You’re probably now feeling an increased amount of pressure in your pelvis. All practice for the big day. It may cause you to (continue) to urinate more often and cause some aches and pains, but all part of the process.
Stay hydrated. Dehydration can lead to early labor. Be on the lookout for signs of labor. The mucus plug, lower back pain, contractions, your water breaking. Some women have many signs and some have just a few.
Baby is about the size of a romaine lettuce.
Whether you’re breastfeeding or formula feeding, sterilize the bottles and nipples and get all your items prepared. If breastfeeding, invest in some good nursing bras.
At this point you may feel like you’re going crazy and can’t wait for the baby to come. Each child is different. Try to take your mind off of this and relieve any anxiety by working on a baby book, sending out thank you cards from a baby shower, or continue nesting.
At your weekly prenatal appointments, your provider will now check for dilation or effacement. Effacement is the thinning of the cervix and dilation is the opening of the cervix. While you may be dilated at a 1 or 2, that doesn’t mean you’ll go into labor that day. You may, or it may be next week or so on.

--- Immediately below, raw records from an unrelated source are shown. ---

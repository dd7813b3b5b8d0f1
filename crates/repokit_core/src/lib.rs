//! Generic data-access layer: repositories, units of work, composable
//! queries and a raw SQL executor over pluggable stores.
//!
//! `MemorySet` serves tests and fixtures; the `db` module is the SQLite
//! adapter.

pub mod config;
pub mod db;
pub mod logging;
pub mod model;
pub mod query;
pub mod repo;

pub use config::{ConfigError, StoreConfig};
pub use logging::{default_log_level, init_logging, logging_status, LogSettings, LoggingError};
pub use model::entity::{AuditColumns, Entity, EntitySchema, Navigation, Record};
pub use model::value::{FromValue, KeyValue, Value};
pub use query::config::{QueryConfig, Scope, Tracking};
pub use query::filter::{CompareOp, Filter, TextOp};
pub use query::paging::{PageRequest, PagingWindow};
pub use query::plan::{Query, QueryPlan, Stage, PIPELINE};
pub use query::sort::{SortDirection, SortSequence, Sorting};
pub use query::spec::{Spec, Specification, TranslationError};
pub use repo::asynchronous::{
    AsyncEntityLoader, AsyncEntitySet, AsyncReader, AsyncSqlExecutor, AsyncUnitOfWork, AsyncWriter,
};
pub use repo::error::{RepoError, RepoResult};
pub use repo::memory::MemorySet;
pub use repo::read::Reader;
pub use repo::set::EntitySet;
pub use repo::sql::{ParamValue, SqlConfig, SqlExecutor};
pub use repo::unit_of_work::{EntityLoader, SaveOptions, UnitOfWork};
pub use repo::write::{Update, Writer};
pub use repo::Repository;

/// Minimal health-check API for early integration.
pub fn ping() -> &'static str {
    "pong"
}

/// Returns the core crate version.
pub fn core_version() -> &'static str {
    env!("CARGO_PKG_VERSION")
}
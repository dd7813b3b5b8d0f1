//! Logging bootstrap for hosts embedding the data-access layer.
//!
//! # Responsibility
//! - Initialize file-based rolling logs exactly once per process.
//! - Keep event lines metadata-only: tags and messages are sanitized before
//!   they reach a log line.
//!
//! # Invariants
//! - Initialization is idempotent for identical settings and never panics.
//! - Re-initialization with a different directory or level is rejected.

use flexi_logger::{Cleanup, Criterion, FileSpec, Logger, LoggerHandle, Naming, WriteMode};
use log::{error, info};
use once_cell::sync::OnceCell;
use std::error::Error;
use std::fmt::{Display, Formatter};
use std::path::{Path, PathBuf};

const LOG_FILE_BASENAME: &str = "repokit";
const MAX_LOG_FILE_SIZE_BYTES: u64 = 10 * 1024 * 1024;
const MAX_LOG_FILES: usize = 5;
const MAX_PANIC_PAYLOAD_CHARS: usize = 160;
pub(crate) const MAX_TAG_CHARS: usize = 80;

static LOGGING_STATE: OnceCell<LoggingState> = OnceCell::new();
static PANIC_HOOK_INSTALLED: OnceCell<()> = OnceCell::new();

struct LoggingState {
    level: &'static str,
    log_dir: PathBuf,
    _logger: LoggerHandle,
}

/// Where and how verbosely to log.
#[derive(Debug, Clone, PartialEq, Eq)]
pub struct LogSettings {
    pub level: String,
    pub log_dir: PathBuf,
}

impl LogSettings {
    pub fn new(level: impl Into<String>, log_dir: impl Into<PathBuf>) -> Self {
        Self {
            level: level.into(),
            log_dir: log_dir.into(),
        }
    }
}

#[derive(Debug, Clone, PartialEq, Eq)]
pub enum LoggingError {
    InvalidLevel(String),
    InvalidDirectory(String),
    AlreadyInitialized(String),
    Backend(String),
}

impl Display for LoggingError {
    fn fmt(&self, f: &mut Formatter<'_>) -> std::fmt::Result {
        match self {
            Self::InvalidLevel(message)
            | Self::InvalidDirectory(message)
            | Self::AlreadyInitialized(message)
            | Self::Backend(message) => write!(f, "{message}"),
        }
    }
}

impl Error for LoggingError {}

/// Starts the rolling file logger.
///
/// # Errors
/// - `InvalidLevel` for an unsupported level.
/// - `InvalidDirectory` when the directory is empty, relative or cannot be
///   created.
/// - `AlreadyInitialized` when logging runs with different settings.
/// - `Backend` when flexi_logger fails to start.
pub fn init_logging(settings: &LogSettings) -> Result<(), LoggingError> {
    let level = normalize_level(&settings.level).map_err(LoggingError::InvalidLevel)?;
    let log_dir = normalize_log_dir(&settings.log_dir)?;

    if let Some(state) = LOGGING_STATE.get() {
        return check_same(state, level, &log_dir);
    }

    let init_dir = log_dir.clone();
    let state = LOGGING_STATE.get_or_try_init(|| -> Result<LoggingState, LoggingError> {
        std::fs::create_dir_all(&init_dir).map_err(|err| {
            LoggingError::InvalidDirectory(format!(
                "failed to create log directory `{}`: {err}",
                init_dir.display()
            ))
        })?;

        let logger = Logger::try_with_str(level)
            .map_err(|err| LoggingError::InvalidLevel(format!("invalid log level `{level}`: {err}")))?
            .log_to_file(
                FileSpec::default()
                    .directory(init_dir.as_path())
                    .basename(LOG_FILE_BASENAME),
            )
            .rotate(
                Criterion::Size(MAX_LOG_FILE_SIZE_BYTES),
                Naming::Numbers,
                Cleanup::KeepLogFiles(MAX_LOG_FILES),
            )
            .write_mode(WriteMode::BufferAndFlush)
            .append()
            .format_for_files(flexi_logger::detailed_format)
            .start()
            .map_err(|err| LoggingError::Backend(format!("failed to start logger: {err}")))?;

        install_panic_hook_once();

        info!(
            "event=logging_init module=core status=ok level={} log_dir={} version={}",
            level,
            init_dir.display(),
            env!("CARGO_PKG_VERSION")
        );

        Ok(LoggingState {
            level,
            log_dir: init_dir,
            _logger: logger,
        })
    })?;

    check_same(state, level, &log_dir)
}

fn check_same(state: &LoggingState, level: &str, log_dir: &Path) -> Result<(), LoggingError> {
    if state.log_dir != log_dir {
        return Err(LoggingError::AlreadyInitialized(format!(
            "logging already initialized at `{}`; refusing to switch to `{}`",
            state.log_dir.display(),
            log_dir.display()
        )));
    }
    if state.level != level {
        return Err(LoggingError::AlreadyInitialized(format!(
            "logging already initialized with level `{}`; refusing to switch to `{}`",
            state.level, level
        )));
    }
    Ok(())
}

/// Returns `(level, log_dir)` once logging is active.
pub fn logging_status() -> Option<(&'static str, PathBuf)> {
    LOGGING_STATE
        .get()
        .map(|state| (state.level, state.log_dir.clone()))
}

/// `debug` for debug builds, `info` otherwise.
pub fn default_log_level() -> &'static str {
    if cfg!(debug_assertions) {
        "debug"
    } else {
        "info"
    }
}

pub(crate) fn normalize_level(level: &str) -> Result<&'static str, String> {
    match level.trim().to_ascii_lowercase().as_str() {
        "trace" => Ok("trace"),
        "debug" => Ok("debug"),
        "info" => Ok("info"),
        "warn" | "warning" => Ok("warn"),
        "error" => Ok("error"),
        other => Err(format!(
            "unsupported log level `{other}`; expected trace|debug|info|warn|error"
        )),
    }
}

fn normalize_log_dir(log_dir: &Path) -> Result<PathBuf, LoggingError> {
    if log_dir.as_os_str().is_empty() {
        return Err(LoggingError::InvalidDirectory(
            "log_dir cannot be empty".to_string(),
        ));
    }
    if !log_dir.is_absolute() {
        return Err(LoggingError::InvalidDirectory(format!(
            "log_dir must be an absolute path, got `{}`",
            log_dir.display()
        )));
    }
    Ok(log_dir.to_path_buf())
}

fn install_panic_hook_once() {
    if PANIC_HOOK_INSTALLED.get().is_some() {
        return;
    }

    let previous_hook = std::panic::take_hook();
    std::panic::set_hook(Box::new(move |panic_info| {
        let location = panic_info
            .location()
            .map(|loc| format!("{}:{}", loc.file(), loc.line()))
            .unwrap_or_else(|| "unknown".to_string());
        let payload = panic_payload_summary(panic_info);
        error!(
            "event=panic_captured module=core status=error location={} payload={}",
            location, payload
        );
        previous_hook(panic_info);
    }));

    let _ = PANIC_HOOK_INSTALLED.set(());
}

fn panic_payload_summary(info: &std::panic::PanicHookInfo<'_>) -> String {
    let payload = if let Some(message) = info.payload().downcast_ref::<&str>() {
        (*message).to_string()
    } else if let Some(message) = info.payload().downcast_ref::<String>() {
        message.clone()
    } else {
        "non-string panic payload".to_string()
    };

    sanitize_message(&payload, MAX_PANIC_PAYLOAD_CHARS)
}

/// Single-line, length-capped form of `value` safe for one log field.
pub(crate) fn sanitize_message(value: &str, max_chars: usize) -> String {
    let normalized = value.replace(['\n', '\r'], " ");
    let mut truncated = normalized.chars().take(max_chars).collect::<String>();
    if normalized.chars().count() > max_chars {
        truncated.push_str("...");
    }
    truncated
}

/// Query or command tag as it appears in event lines.
pub(crate) fn log_tag(tag: Option<&str>) -> String {
    tag.map_or_else(
        || "-".to_string(),
        |tag| sanitize_message(tag, MAX_TAG_CHARS).replace(' ', "_"),
    )
}

#[cfg(test)]
mod tests {
    use super::{
        init_logging, log_tag, logging_status, normalize_level, normalize_log_dir,
        sanitize_message, LogSettings, LoggingError,
    };
    use std::path::{Path, PathBuf};

    fn temp_log_dir(dir: &tempfile::TempDir, suffix: &str) -> PathBuf {
        dir.path().join(suffix)
    }

    #[test]
    fn normalize_level_accepts_known_values() {
        assert_eq!(normalize_level("INFO"), Ok("info"));
        assert_eq!(normalize_level(" warning "), Ok("warn"));
        assert!(normalize_level("verbose").is_err());
    }

    #[test]
    fn normalize_log_dir_rejects_relative_path() {
        let error = normalize_log_dir(Path::new("logs/dev"))
            .expect_err("relative paths must be rejected");
        assert!(matches!(error, LoggingError::InvalidDirectory(_)));
    }

    #[test]
    fn sanitize_message_removes_newlines_and_truncates() {
        let sanitized = sanitize_message("line1\nline2\rline3", 8);
        assert!(!sanitized.contains('\n'));
        assert!(!sanitized.contains('\r'));
        assert!(sanitized.ends_with("..."));
    }

    #[test]
    fn log_tag_is_single_token() {
        assert_eq!(log_tag(None), "-");
        assert_eq!(log_tag(Some("top customers\nreport")), "top_customers_report");
    }

    #[test]
    fn init_logging_is_idempotent_for_same_settings_and_rejects_conflicts() {
        let root = tempfile::tempdir().expect("temp dir should be created");
        let settings = LogSettings::new("info", temp_log_dir(&root, "first"));

        init_logging(&settings).expect("first init should succeed");
        init_logging(&settings).expect("same settings should be idempotent");

        let level_error = init_logging(&LogSettings::new("debug", settings.log_dir.clone()))
            .expect_err("level conflict should fail");
        assert!(matches!(level_error, LoggingError::AlreadyInitialized(_)));

        let dir_error = init_logging(&LogSettings::new("info", temp_log_dir(&root, "second")))
            .expect_err("directory conflict should fail");
        assert!(matches!(dir_error, LoggingError::AlreadyInitialized(_)));

        let (active_level, active_dir) = logging_status().expect("logging should be active");
        assert_eq!(active_level, "info");
        assert_eq!(active_dir, settings.log_dir);
    }
}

Baby is about the size of a leek.
Ready for baby to make his or her debut? Now that baby is considered full-term, you can try inducing labor at home. While there are a lot of “ideas” out there on how to induce labor at home, from spicy food to intercourse, one of the best and safest ways is by taking daily walks. It’s not necessarily proven, but it’s good exercise and gravity can help do it’s part with all that pressure in the pelvis.
At this point, you’re in the waiting game until baby decides to appear. Continue with your weekly prenatal checks and finalize your work and home needs for when the moment arrives. If you have other children or pets, make sure you have someone ready to take care of them if need be.
Baby is about the size of a pumpkin.
Welcome to the official due date of your little bundle! While this is their due date, they may not quite be ready to vacate their first apartment. This is normal. Continue your follow-up appointments with your provider, continue inducing at home if you want, and rest. At your appointment, you may discuss medically inducing labor and when that should occur.
Most likely you will go into labor within a week of your due date, so don’t fret if you’re ready for baby to come out.
Baby is the size of a watermelon.
Depending on your mental state and the health of the baby, you can either continue to wait it out if baby is still cozy or schedule an induction with your provider. Your provider will assist you based on the baby’s levels and needs. In some cases, it may be best to medically induce and in other’s it may not be necessary.
At this point, you can go into labor at any time, so just be prepared and try to rest as often as you can in-between trying to naturally induce.